Als alles vorüber war, kamen Verwandte und Bekannte, um ihre Glückwünsche abzustatten; dann kamen seine Kameraden, um Abschied von ihm zu nehmen, da sie gehört hatten, daß er am nächsten Tage reisen solle; dann kamen viele kleinere Kinder, mit denen er auf den Hügeln Schlitten gefahren war, und denen er in der Schule geholfen hatte, und der Abschied ging nicht ganz ohne Tränen ab. Zuletzt kam der Schulmeister, er reichte ihm und den Eltern schweigend die Hand und machte ihnen ein Zeichen, daß sie gehn sollten, er würde sie begleiten. Die vier waren wieder zusammen, und jetzt sollte es der letzte Abend sein.

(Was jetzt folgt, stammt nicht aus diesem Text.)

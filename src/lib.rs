//! Folio application library
//!
//! Book catalog and reviews service: the `books` module plus the bootstrap
//! shared by the `folio-app` and `folio-cli` binaries.

pub mod app;
pub mod modules;

pub use app::App;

Unterwegs nahmen noch viele von ihm Abschied und wünschten ihm Glück, miteinander aber sprachen sie nicht, ehe sie daheim in der Stube waren.

Der Schulmeister bemühte sich, sie bei gutem Mut zu erhalten; es fehlte nicht viel, daß sie alle drei ein Grauen befiel vor der zweijährigen Trennung, jetzt, wo es soweit war, da sie bisher noch nicht einen Tag fern voneinander gewesen waren; aber keins wollte es sich merken lassen. Je mehr sich der Tag neigte, um so beklommener wurde Öyvind; er wollte hinausgehn, um sich ein wenig zu beruhigen.

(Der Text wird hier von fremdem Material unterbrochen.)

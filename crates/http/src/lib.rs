//! HTTP server facade for Folio with Axum, error handling, and OpenAPI support.

use anyhow::Context;
use axum::{routing::get, Router};
use std::future::Future;

use folio_kernel::{settings::Settings, ModuleRegistry};

pub mod error;
pub mod router;

use router::{module_path, RouterBuilder};

/// Start the HTTP server and serve until `shutdown` resolves
pub async fn start_server(
    registry: &ModuleRegistry,
    settings: &Settings,
    shutdown: impl Future<Output = ()> + Send + 'static,
) -> anyhow::Result<()> {
    let app = build_router(registry, settings);
    let address = format!("{}:{}", settings.server.host, settings.server.port);

    let listener = tokio::net::TcpListener::bind(&address)
        .await
        .with_context(|| format!("failed to bind to {address}"))?;

    tracing::info!("HTTP server listening on http://{}", address);

    axum::serve(listener, app)
        .with_graceful_shutdown(shutdown)
        .await
        .context("HTTP server failed")?;

    tracing::info!("HTTP server stopped");
    Ok(())
}

/// Build the main HTTP router with all module routes mounted
pub fn build_router(registry: &ModuleRegistry, settings: &Settings) -> Router {
    let mut router_builder = RouterBuilder::new().route("/healthz", get(health_check));

    // `/` lands on the first registered module
    if let Some(home) = registry.modules().first() {
        router_builder = router_builder.with_home_redirect(module_path(home.name()));
    }

    for module in registry.modules() {
        let module_name = module.name();
        tracing::info!(
            module = module_name,
            "mounting module routes under {}",
            module_path(module_name)
        );
        router_builder = router_builder.mount_module(module_name, module.routes());
    }

    router_builder
        .with_openapi(registry)
        .with_tracing()
        .with_cors()
        .with_request_id()
        .with_timeout(settings.server.request_timeout_ms)
        .build()
}

/// Resolves when the process receives Ctrl-C
pub async fn shutdown_signal() {
    if let Err(err) = tokio::signal::ctrl_c().await {
        tracing::error!(error = %err, "failed to listen for shutdown signal");
        std::future::pending::<()>().await;
    }
    tracing::info!("shutdown signal received");
}

/// Health check endpoint
async fn health_check() -> &'static str {
    "ok"
}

Es war schon halb dunkel, und ein eigentümliches Sausen ging durch die Luft; er blieb auf der steinernen Schwelle stehn und sah zum Himmel empor. Da hörte er vom Rande des Berges seinen Namen rufen, ganz leise; es war keine Täuschung, denn es wiederholte sich zweimal. Er sah auf und gewahrte eine weibliche Gestalt, die zwischen den Bäumen kauerte und herabsah. – „Wer ist da?“ fragte er. – „Ich höre, daß du fortreisen sollst,“ sagte sie leise, „da mußte ich zu dir kommen, um dir Lebewohl zu sagen, da du nicht zu mir kommen willst.“ – „Liebe, bist du es! Ich will zu dir hinaufkommen!“ – „Nein, tu das nicht, ich habe schon so lange gewartet, und da müßte ich noch länger warten; niemand weiß, wo ich bin, ich muß eilen, nach Hause zu kommen.“ – „Es war hübsch von dir, daß du gekommen bist,“ sagte er. – „Ich konnte den Gedanken nicht ertragen, daß du so abreisen solltest, Öyvind; wir haben einander gekannt, seit wir klein waren.“ – „Ja, das haben wir.“ – „Und nun haben wir ein halbes Jahr lang nicht miteinander gesprochen.“ – „Nein, das taten wir nicht.“ – „Wir gingen damals auch so sonderbar auseinander.“ – „Ja – ich glaube, ich muß doch zu dir hinaufkommen.“ – „Ach nein, tu das nicht! Aber sag mir, du bist mir doch nicht böse?“ – „Liebe, wie kannst du das nur glauben!“ – „So leb denn wohl, Öyvind, und hab Dank für alles, was wir zusammen erlebt haben.“ – „Nein, Marit!“ – „Ja, jetzt muß ich gehn, sie werden mich vermissen.“ – „Marit! Marit!“ – „Nein, ich wage es nicht, länger fortzubleiben, Öyvind. Lebe wohl!“ – „Lebe wohl!“

Wie im Traum ging er den Rest des Abends einher und antwortete wie aus weiter Ferne, wenn man ihn anredete; sie schrieben es der Abreise zu, was ja ganz natürlich war, und auf diese war auch seine ganze Aufmerksamkeit gerichtet in dem Augenblick, als der Schulmeister am Abend Abschied nahm und ihm etwas in die Hand gab, was, wie er hinterher sah, ein Fünftalerschein war. Als er sich dann aber später niederlegte, dachte er nicht mehr an die Abreise, sondern an die Worte, die vom Bergrande herabgekommen und hinaufgegangen waren. Als Kind durfte sie nicht auf die Bergwand hinaufkommen, weil der Großvater fürchtete, daß sie herabfallen könnte. Vielleicht kommt sie doch noch herab!